Task directions » Please copy every line below that contains the string "pipeline".
§
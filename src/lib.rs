//! Procedural landmass generation library
//!
//! Deterministic height fields, colour-banded region maps, displacement meshes
//! and preview bitmaps from a single parameter set.

pub mod blocks;
pub mod colour;
pub mod curve;
pub mod error;
pub mod grid;
pub mod mesh;
pub mod noise_field;
pub mod params;
pub mod pipeline;
pub mod regen;
pub mod regions;
pub mod sections;
pub mod seeds;
pub mod texture;

pub use error::{Result, TerrainError};
pub use grid::{ColourField, Grid, HeightField};
pub use mesh::MeshArtifact;
pub use params::{OutputSet, QuantizationMode, TerrainParameters};
pub use pipeline::{generate, TerrainArtifacts};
§
Output for this task »
pub mod pipeline;
pub use pipeline::{generate, TerrainArtifacts};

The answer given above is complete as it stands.